First some context; we are developing a large desktop WPF application in .NET 4.5 targeting 64 bit Windows 7 and 8. We are using Visual Studio 2012.2 (soon to be .3 then probably 2013!) and TFS 2012 (again .2 soon to be .3 then 2013).
Currently this product is all in a single large solution (just over 50 projects) yielding a WPF exe, a load of dlls and a nice MSI to install it.
We use TFS (gated and scheduled) to build the solution, its installer (WiX) and run its tests (SpecFlow for BDD and MSTest unit tests) and this is working very well.
I have a separate scheduled TFS build that deploys the MSI to physical test rig in a untrusted AD domain via a PowerShell script (see TFS2012 LabDefault.11 template deploy scripts fail with “Team Foundation Server could not complete the deployment task” for details of the challenges involved with that!)
OK so that's where I am, now I want to take things to the next step; CodedUI tests to drive full app integration test; I want to "Smoke Test" my builds.
So being a simple soul I added a new project to my products solution; a CodedUI test project.
This happily runs the locally installed product (rather then the just built one; as I ultimately want the CUIT to be running on a deployed test rig as a smoke test, and that rig has just installed the MSI I just built) and performs some UI tests with assertions.
Now my problem is with the CUIT project as part of the products solution a local test run finds and runs my CUIT tests, and this is undesired. I only want to run the CUIT tests in a lab builds test phase.
So is putting the CUIT project into the product solution a bad idea? or should it be a separate solution? Splitting them seems wrong somehow as they are related; the CUIT project is the full stack integration test for the solution's deployable application.
Can I include the CUIT in the products solution and stop the test runner seeing the tests? or is it better just to have two solutions?
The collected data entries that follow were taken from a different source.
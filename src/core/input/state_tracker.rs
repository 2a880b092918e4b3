//=========================================================================
// State Tracker
//=========================================================================
//
// Low-level key state tracking with per-frame edge detection.
//
// Architecture:
//   InputEvent → process_events() → HashSet (keys held) → query
//
// Frame lifecycle: clear() → process_events() → query
//
//=========================================================================

//=== External Dependencies ===============================================

use std::collections::HashSet;

//=== Internal Dependencies ===============================================

use super::event::{InputEvent, KeyCode};

//=== StateTracker ========================================================

/// Tracks persistent state (keys held) and per-frame press edges.
pub struct StateTracker {
    //--- Persistent State (survives frame boundary) ----------------------
    keys_down: HashSet<KeyCode>,

    //--- Frame Deltas (reset each frame via clear()) --------------------
    keys_pressed_this_frame: HashSet<KeyCode>,
}

impl StateTracker {
    /// Creates a new state tracker with no keys held.
    pub fn new() -> Self {
        Self {
            keys_down: HashSet::new(),
            keys_pressed_this_frame: HashSet::new(),
        }
    }

    //--- Frame Processing -------------------------------------------------

    /// Clears the press edges of the previous frame.
    pub(crate) fn clear(&mut self) {
        self.keys_pressed_this_frame.clear();
    }

    /// Processes input events, updating internal state.
    pub(crate) fn process_events(&mut self, events: &[InputEvent]) {
        for event in events {
            match *event {
                InputEvent::KeyDown(key) => {
                    // OS key repeat must not count as a fresh press
                    if self.keys_down.insert(key) {
                        self.keys_pressed_this_frame.insert(key);
                    }
                }
                InputEvent::KeyUp(key) => {
                    self.keys_down.remove(&key);
                }
            }
        }
    }

    //=====================================================================
    // Query API
    //=====================================================================

    /// Returns `true` if key transitioned UP → DOWN this frame.
    ///
    /// Use for edge-triggered actions such as restarting a level.
    pub fn is_key_pressed(&self, key: KeyCode) -> bool {
        self.keys_pressed_this_frame.contains(&key)
    }

    /// Returns `true` while key is held.
    pub fn is_key_down(&self, key: KeyCode) -> bool {
        self.keys_down.contains(&key)
    }
}

impl Default for StateTracker {
    fn default() -> Self {
        Self::new()
    }
}

//=========================================================================
// Unit Tests
//=========================================================================

#[cfg(test)]
mod tests {
    use super::*;

    fn key_down(key: KeyCode) -> InputEvent {
        InputEvent::KeyDown(key)
    }

    fn key_up(key: KeyCode) -> InputEvent {
        InputEvent::KeyUp(key)
    }

    fn frame(tracker: &mut StateTracker, events: &[InputEvent]) {
        tracker.clear();
        tracker.process_events(events);
    }

    #[test]
    fn pressed_only_on_transition_frame() {
        let mut tracker = StateTracker::new();

        frame(&mut tracker, &[key_down(KeyCode::KeyR)]);
        assert!(tracker.is_key_pressed(KeyCode::KeyR));
        assert!(tracker.is_key_down(KeyCode::KeyR));

        // Held: no second press
        frame(&mut tracker, &[]);
        assert!(!tracker.is_key_pressed(KeyCode::KeyR));
        assert!(tracker.is_key_down(KeyCode::KeyR));

        frame(&mut tracker, &[key_up(KeyCode::KeyR)]);
        assert!(!tracker.is_key_down(KeyCode::KeyR));
        assert!(!tracker.is_key_pressed(KeyCode::KeyR));
    }

    #[test]
    fn key_repeat_does_not_retrigger_press() {
        let mut tracker = StateTracker::new();

        frame(&mut tracker, &[key_down(KeyCode::KeyR)]);
        frame(&mut tracker, &[key_down(KeyCode::KeyR), key_down(KeyCode::KeyR)]);

        assert!(!tracker.is_key_pressed(KeyCode::KeyR), "Repeat should not count as press");
        assert!(tracker.is_key_down(KeyCode::KeyR));
    }

    #[test]
    fn fast_tap_captures_both_edges() {
        let mut tracker = StateTracker::new();

        frame(&mut tracker, &[key_down(KeyCode::KeyR), key_up(KeyCode::KeyR)]);

        assert!(tracker.is_key_pressed(KeyCode::KeyR));
        assert!(!tracker.is_key_down(KeyCode::KeyR));
    }

    #[test]
    fn release_without_press_is_ignored() {
        let mut tracker = StateTracker::new();

        frame(&mut tracker, &[key_up(KeyCode::ArrowLeft)]);

        assert!(!tracker.is_key_down(KeyCode::ArrowLeft));
        assert!(!tracker.is_key_pressed(KeyCode::ArrowLeft));
    }

    #[test]
    fn multiple_keys_tracked_independently() {
        let mut tracker = StateTracker::new();

        frame(&mut tracker, &[key_down(KeyCode::ArrowLeft), key_down(KeyCode::ArrowUp)]);
        frame(&mut tracker, &[key_up(KeyCode::ArrowLeft)]);

        assert!(!tracker.is_key_down(KeyCode::ArrowLeft));
        assert!(tracker.is_key_down(KeyCode::ArrowUp));
    }
}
What are the pros and cons folks?
Update
In the end we created a new solution containing a coded UI test project and ensured this was built with the same TFS build that built the UI solution. This allows us to load and run the coded UI tests locally without issues, the unit tests in the main UI project are left unmolested. Still seems a little disjointed but on a multiple person team per user test settings were too awkward splitting the coded UI into a different solution was simpler.